BEGIN MATERIAL FOR THIS EXERCISE
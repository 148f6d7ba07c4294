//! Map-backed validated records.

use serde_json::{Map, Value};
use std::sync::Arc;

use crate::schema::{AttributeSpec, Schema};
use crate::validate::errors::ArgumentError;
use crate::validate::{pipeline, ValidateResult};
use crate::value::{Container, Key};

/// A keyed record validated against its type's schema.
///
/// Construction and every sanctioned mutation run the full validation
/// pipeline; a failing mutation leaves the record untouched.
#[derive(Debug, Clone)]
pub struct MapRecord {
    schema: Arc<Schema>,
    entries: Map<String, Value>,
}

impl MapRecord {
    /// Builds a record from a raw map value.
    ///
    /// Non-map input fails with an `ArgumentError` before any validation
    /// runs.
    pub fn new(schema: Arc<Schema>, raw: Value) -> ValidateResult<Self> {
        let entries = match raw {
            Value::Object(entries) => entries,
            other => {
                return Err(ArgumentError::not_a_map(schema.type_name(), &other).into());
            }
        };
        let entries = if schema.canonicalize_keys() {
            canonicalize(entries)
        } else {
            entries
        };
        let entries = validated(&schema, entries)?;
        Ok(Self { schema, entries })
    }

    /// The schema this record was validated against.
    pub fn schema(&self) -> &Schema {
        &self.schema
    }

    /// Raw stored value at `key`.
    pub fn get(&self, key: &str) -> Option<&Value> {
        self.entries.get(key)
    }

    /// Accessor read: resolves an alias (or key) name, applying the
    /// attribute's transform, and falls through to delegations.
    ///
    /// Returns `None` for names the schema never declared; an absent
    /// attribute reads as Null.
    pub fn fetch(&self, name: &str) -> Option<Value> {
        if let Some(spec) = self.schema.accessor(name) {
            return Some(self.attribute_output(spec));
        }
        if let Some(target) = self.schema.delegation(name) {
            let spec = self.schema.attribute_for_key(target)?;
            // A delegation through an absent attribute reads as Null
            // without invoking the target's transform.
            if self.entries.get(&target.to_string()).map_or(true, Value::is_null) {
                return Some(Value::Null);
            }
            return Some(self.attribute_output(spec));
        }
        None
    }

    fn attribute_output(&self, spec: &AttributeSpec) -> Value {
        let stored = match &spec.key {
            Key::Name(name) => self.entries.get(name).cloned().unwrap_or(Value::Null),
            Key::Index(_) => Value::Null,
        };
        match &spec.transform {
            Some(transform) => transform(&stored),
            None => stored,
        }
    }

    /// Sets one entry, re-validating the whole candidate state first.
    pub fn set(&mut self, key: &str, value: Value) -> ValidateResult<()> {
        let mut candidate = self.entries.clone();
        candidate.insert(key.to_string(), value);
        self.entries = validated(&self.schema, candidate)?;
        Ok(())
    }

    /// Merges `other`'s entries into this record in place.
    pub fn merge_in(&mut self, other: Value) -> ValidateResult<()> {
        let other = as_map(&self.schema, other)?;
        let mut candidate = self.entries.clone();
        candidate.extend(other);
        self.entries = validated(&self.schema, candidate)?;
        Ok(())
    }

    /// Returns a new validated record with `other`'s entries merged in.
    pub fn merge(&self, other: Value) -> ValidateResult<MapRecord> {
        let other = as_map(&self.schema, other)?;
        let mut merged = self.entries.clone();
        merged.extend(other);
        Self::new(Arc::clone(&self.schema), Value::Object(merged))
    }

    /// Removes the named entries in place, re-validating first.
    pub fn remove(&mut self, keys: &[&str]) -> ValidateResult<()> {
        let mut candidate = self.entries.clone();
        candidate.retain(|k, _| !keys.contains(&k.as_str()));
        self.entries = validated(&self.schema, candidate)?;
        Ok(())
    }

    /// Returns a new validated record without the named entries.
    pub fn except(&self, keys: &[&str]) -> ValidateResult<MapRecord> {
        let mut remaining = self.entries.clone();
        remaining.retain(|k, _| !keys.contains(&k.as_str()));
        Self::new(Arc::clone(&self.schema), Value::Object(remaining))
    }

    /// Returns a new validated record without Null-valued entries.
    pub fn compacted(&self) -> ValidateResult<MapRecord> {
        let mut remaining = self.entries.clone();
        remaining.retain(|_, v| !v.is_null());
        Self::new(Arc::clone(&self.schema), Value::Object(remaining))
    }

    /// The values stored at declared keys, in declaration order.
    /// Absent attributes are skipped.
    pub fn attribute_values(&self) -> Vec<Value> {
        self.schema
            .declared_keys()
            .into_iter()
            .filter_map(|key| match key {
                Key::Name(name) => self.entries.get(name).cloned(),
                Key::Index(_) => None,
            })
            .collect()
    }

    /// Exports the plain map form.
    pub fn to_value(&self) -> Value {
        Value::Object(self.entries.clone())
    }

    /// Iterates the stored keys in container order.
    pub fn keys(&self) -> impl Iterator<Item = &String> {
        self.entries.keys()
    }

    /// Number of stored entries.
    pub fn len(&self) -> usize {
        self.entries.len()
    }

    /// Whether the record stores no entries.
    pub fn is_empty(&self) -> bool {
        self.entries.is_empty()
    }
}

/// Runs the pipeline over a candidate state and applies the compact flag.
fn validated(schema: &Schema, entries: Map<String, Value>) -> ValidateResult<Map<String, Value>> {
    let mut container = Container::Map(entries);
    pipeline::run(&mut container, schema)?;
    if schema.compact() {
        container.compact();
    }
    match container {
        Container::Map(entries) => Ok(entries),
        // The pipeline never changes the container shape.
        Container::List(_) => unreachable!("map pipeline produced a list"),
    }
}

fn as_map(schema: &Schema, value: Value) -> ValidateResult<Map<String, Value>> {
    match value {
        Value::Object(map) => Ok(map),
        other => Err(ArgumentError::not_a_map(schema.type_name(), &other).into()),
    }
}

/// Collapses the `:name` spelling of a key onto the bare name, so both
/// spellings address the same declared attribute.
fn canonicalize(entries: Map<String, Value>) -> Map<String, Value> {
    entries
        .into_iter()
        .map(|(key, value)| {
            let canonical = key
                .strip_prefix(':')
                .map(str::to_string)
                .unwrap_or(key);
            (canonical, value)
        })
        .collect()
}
END MATERIAL FOR THIS EXERCISE
◆ **WHAT THE TASK ASKS**:
Report, for the data above, every line in which the string "through" appears.

◆ **OUTPUT FOR THIS EXERCISE**:
    /// attribute's transform, and falls through to delegations.
            // A delegation through an absent attribute reads as Null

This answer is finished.